[How to complete this task]:
All lines containing the string "truncate" must be copied from the entries.

[Available data]:
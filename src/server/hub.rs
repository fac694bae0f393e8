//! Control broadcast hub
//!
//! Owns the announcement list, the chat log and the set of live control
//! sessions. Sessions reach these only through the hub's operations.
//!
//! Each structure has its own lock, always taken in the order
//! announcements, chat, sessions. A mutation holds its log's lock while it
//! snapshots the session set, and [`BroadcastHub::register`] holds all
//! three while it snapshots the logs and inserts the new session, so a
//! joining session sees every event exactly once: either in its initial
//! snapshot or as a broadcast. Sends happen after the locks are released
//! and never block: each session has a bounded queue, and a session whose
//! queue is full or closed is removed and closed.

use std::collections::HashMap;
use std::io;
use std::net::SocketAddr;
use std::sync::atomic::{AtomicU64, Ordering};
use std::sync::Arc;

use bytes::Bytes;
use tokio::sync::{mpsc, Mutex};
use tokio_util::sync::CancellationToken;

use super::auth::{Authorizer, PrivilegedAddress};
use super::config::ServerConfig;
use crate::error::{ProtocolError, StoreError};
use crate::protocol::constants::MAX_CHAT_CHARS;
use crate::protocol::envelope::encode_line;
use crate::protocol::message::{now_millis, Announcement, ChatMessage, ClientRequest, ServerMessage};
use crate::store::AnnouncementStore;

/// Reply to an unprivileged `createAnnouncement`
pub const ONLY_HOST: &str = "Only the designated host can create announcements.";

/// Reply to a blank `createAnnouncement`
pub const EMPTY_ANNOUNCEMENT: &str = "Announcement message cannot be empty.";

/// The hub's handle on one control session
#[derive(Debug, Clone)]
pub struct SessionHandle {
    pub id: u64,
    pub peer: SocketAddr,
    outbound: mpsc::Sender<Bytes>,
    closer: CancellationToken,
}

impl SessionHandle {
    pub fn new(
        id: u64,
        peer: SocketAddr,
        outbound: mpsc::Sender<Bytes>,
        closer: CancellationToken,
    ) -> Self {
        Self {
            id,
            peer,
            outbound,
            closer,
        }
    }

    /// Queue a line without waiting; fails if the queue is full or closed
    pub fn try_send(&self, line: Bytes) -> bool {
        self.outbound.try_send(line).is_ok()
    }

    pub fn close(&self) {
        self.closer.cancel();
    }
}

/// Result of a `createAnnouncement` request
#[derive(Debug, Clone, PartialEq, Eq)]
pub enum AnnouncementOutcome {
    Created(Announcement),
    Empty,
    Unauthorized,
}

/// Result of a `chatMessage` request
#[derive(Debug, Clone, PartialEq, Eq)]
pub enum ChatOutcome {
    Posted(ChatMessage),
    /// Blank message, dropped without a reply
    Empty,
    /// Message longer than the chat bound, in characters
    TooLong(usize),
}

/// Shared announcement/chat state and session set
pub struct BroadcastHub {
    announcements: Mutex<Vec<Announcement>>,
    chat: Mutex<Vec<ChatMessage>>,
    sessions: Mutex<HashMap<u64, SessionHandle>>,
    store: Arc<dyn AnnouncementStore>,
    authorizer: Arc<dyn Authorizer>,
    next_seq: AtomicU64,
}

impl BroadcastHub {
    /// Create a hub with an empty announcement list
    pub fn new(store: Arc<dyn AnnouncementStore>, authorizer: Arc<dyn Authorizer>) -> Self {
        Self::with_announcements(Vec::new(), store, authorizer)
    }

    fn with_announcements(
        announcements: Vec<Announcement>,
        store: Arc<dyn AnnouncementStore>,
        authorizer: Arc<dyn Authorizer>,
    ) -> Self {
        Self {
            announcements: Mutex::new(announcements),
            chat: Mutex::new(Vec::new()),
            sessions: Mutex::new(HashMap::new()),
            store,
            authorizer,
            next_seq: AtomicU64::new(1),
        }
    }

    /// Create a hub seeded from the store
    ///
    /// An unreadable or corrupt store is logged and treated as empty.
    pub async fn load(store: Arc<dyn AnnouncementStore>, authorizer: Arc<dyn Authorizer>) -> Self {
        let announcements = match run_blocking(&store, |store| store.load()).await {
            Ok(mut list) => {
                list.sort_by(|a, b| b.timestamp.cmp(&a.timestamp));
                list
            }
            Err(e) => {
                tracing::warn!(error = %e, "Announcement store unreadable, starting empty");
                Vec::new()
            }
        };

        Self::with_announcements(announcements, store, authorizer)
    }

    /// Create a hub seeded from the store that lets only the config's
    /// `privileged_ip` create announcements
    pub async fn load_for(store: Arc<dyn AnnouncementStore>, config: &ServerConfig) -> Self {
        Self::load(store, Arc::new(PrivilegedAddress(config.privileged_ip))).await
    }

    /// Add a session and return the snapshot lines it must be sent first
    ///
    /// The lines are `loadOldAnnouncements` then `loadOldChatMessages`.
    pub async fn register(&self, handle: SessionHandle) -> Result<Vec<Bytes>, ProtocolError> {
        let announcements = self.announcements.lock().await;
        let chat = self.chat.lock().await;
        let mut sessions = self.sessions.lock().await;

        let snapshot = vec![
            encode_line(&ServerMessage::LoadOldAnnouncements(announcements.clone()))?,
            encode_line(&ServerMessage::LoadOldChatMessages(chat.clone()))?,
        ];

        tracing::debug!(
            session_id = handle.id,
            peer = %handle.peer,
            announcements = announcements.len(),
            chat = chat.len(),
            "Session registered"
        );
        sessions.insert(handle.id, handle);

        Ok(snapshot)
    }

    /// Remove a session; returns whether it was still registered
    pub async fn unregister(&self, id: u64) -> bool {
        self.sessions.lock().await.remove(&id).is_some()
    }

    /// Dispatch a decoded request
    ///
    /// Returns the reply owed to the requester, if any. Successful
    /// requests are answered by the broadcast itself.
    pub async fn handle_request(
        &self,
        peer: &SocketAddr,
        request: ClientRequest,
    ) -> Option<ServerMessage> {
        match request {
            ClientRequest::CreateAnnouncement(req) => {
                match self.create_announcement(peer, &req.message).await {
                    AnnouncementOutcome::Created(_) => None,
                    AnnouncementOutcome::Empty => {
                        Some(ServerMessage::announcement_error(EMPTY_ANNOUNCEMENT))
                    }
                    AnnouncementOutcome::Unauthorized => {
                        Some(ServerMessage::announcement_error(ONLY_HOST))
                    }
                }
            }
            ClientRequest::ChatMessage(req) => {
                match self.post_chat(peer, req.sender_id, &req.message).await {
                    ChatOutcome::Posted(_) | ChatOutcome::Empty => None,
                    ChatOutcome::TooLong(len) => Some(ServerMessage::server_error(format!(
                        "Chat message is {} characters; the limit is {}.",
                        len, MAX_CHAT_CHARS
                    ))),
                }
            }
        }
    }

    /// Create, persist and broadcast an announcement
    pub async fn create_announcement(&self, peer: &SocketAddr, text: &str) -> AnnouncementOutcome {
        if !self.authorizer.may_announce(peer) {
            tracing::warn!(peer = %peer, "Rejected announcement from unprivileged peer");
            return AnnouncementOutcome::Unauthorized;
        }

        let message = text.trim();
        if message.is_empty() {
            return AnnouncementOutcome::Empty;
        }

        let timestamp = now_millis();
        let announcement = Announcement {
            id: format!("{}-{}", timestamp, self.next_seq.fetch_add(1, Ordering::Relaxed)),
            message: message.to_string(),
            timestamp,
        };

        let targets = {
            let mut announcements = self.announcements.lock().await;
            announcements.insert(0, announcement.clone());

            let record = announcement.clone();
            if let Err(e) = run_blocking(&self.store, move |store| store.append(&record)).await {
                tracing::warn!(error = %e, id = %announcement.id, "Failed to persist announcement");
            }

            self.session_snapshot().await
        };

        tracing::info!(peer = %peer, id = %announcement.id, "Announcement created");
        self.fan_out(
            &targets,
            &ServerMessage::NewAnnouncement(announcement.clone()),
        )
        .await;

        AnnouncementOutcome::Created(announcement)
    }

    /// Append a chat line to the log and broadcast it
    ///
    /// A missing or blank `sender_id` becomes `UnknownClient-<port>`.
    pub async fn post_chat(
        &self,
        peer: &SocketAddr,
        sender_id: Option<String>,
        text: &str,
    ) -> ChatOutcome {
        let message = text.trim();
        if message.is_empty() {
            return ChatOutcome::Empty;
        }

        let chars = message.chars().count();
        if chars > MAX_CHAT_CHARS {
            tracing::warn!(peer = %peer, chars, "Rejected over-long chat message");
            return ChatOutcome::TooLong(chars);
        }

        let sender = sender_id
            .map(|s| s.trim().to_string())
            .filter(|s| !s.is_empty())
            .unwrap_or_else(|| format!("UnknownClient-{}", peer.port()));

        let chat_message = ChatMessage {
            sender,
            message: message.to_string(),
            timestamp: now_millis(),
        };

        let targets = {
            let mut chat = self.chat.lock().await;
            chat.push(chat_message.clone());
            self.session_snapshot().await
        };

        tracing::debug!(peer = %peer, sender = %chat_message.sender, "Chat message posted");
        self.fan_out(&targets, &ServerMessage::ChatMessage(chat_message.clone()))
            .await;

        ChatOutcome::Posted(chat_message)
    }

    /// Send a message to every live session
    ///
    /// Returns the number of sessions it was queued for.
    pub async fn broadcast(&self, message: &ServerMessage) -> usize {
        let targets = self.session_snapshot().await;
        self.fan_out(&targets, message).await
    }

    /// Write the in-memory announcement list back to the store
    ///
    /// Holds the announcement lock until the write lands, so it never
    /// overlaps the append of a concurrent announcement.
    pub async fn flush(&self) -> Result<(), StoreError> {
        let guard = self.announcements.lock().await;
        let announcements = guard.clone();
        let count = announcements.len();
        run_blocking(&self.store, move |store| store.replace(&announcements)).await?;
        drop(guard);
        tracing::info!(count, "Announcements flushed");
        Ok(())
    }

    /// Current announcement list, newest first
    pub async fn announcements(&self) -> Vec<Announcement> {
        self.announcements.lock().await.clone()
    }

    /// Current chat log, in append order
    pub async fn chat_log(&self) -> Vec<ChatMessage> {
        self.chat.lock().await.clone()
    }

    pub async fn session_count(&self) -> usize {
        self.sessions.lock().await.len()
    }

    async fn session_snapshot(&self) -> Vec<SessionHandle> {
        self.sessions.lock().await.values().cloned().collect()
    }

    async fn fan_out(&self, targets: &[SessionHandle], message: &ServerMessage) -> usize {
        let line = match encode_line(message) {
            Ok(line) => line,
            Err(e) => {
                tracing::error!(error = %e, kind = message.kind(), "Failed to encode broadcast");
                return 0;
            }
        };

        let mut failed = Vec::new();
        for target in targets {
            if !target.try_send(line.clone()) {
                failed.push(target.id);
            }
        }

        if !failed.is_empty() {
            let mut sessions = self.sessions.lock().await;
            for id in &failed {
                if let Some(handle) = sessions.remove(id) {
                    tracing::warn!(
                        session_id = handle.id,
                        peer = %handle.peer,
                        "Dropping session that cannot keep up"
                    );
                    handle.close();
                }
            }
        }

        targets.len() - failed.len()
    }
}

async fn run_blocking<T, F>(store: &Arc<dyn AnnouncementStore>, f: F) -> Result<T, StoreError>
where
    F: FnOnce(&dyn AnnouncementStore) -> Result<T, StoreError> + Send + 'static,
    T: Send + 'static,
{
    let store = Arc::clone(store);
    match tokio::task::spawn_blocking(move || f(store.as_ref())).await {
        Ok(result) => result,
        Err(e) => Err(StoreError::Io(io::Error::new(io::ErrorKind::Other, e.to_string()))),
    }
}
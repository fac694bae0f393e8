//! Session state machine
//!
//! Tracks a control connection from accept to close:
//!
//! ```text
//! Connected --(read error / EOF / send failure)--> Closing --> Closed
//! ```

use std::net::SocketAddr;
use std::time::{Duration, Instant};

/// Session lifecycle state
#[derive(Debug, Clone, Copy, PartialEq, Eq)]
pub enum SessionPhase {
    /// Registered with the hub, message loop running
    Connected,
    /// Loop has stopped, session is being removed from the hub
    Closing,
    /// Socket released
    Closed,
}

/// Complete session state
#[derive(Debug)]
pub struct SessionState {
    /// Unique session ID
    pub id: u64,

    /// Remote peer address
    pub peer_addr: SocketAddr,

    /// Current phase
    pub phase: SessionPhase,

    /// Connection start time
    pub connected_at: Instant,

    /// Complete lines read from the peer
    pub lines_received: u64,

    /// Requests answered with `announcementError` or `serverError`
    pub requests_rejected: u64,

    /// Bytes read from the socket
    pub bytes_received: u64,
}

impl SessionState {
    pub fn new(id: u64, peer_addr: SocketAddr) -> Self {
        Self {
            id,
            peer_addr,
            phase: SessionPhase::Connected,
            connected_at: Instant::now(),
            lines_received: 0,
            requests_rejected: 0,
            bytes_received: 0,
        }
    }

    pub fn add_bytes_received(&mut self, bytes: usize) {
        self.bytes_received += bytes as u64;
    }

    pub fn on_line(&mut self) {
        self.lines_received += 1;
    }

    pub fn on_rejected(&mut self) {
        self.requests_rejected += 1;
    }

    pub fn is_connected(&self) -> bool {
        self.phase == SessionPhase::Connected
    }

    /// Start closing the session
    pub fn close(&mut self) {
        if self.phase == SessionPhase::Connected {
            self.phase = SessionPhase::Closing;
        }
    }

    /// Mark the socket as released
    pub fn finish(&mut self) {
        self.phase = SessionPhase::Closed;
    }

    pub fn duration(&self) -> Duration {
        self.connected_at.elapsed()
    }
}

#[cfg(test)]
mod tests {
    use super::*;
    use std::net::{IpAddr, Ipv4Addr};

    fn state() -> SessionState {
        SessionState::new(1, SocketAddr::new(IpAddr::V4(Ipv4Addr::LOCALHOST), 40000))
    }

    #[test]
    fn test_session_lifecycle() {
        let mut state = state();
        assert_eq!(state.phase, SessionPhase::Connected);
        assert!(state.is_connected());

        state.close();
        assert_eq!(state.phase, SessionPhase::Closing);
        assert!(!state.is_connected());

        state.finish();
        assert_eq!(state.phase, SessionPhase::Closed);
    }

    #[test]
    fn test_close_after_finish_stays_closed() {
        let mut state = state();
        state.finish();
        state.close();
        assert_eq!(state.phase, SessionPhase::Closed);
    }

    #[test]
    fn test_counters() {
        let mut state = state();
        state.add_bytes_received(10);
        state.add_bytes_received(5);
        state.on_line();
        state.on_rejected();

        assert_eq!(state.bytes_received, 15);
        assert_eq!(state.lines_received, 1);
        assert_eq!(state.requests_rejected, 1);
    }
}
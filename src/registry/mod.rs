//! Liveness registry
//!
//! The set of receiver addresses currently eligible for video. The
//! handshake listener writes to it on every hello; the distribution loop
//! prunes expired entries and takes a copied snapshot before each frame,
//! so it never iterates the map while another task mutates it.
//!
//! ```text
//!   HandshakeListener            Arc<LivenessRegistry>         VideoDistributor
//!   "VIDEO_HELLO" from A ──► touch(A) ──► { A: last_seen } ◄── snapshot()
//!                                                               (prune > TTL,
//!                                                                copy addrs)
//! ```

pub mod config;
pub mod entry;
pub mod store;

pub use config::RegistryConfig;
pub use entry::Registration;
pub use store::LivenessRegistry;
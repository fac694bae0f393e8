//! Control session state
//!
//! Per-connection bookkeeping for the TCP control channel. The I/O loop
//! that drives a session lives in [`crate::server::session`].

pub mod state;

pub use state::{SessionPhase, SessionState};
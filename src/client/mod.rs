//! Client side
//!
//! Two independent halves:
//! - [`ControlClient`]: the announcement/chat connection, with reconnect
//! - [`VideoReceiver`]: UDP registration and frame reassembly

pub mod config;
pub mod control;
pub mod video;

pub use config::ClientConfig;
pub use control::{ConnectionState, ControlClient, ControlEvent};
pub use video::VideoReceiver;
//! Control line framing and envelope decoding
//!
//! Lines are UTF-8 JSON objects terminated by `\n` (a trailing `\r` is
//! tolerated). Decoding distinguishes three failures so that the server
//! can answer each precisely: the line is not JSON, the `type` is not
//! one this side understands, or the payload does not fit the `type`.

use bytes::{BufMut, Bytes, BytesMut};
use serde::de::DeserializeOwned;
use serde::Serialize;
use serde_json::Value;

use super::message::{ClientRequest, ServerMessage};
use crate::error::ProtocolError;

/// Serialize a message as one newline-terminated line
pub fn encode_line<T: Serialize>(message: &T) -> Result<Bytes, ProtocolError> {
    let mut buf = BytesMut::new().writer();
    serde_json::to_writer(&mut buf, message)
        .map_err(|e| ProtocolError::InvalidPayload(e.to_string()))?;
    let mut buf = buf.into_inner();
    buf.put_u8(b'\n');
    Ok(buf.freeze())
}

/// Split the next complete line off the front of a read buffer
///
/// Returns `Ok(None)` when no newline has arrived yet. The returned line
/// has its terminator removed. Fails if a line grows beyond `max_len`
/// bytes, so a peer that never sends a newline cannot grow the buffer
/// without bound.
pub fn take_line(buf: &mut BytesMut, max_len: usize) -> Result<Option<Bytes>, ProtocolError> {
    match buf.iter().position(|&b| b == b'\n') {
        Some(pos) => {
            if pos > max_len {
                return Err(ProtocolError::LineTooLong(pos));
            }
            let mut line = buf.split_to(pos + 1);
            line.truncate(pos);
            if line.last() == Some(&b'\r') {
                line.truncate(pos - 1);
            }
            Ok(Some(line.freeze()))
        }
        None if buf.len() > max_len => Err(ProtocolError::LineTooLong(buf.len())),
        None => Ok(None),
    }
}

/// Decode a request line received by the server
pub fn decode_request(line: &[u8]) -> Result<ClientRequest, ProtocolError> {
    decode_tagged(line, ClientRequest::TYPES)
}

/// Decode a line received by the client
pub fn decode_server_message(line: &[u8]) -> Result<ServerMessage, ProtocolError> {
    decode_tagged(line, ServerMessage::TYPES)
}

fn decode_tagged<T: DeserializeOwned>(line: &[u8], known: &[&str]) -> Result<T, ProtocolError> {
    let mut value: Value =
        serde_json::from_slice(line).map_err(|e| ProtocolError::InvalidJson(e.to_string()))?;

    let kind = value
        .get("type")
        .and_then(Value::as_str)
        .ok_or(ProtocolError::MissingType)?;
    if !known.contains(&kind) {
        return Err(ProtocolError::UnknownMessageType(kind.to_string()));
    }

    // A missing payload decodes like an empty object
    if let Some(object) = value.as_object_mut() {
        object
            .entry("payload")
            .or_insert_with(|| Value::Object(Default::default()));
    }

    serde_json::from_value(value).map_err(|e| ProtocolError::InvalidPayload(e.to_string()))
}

[Result]:
            line.truncate(pos);
                line.truncate(pos - 1);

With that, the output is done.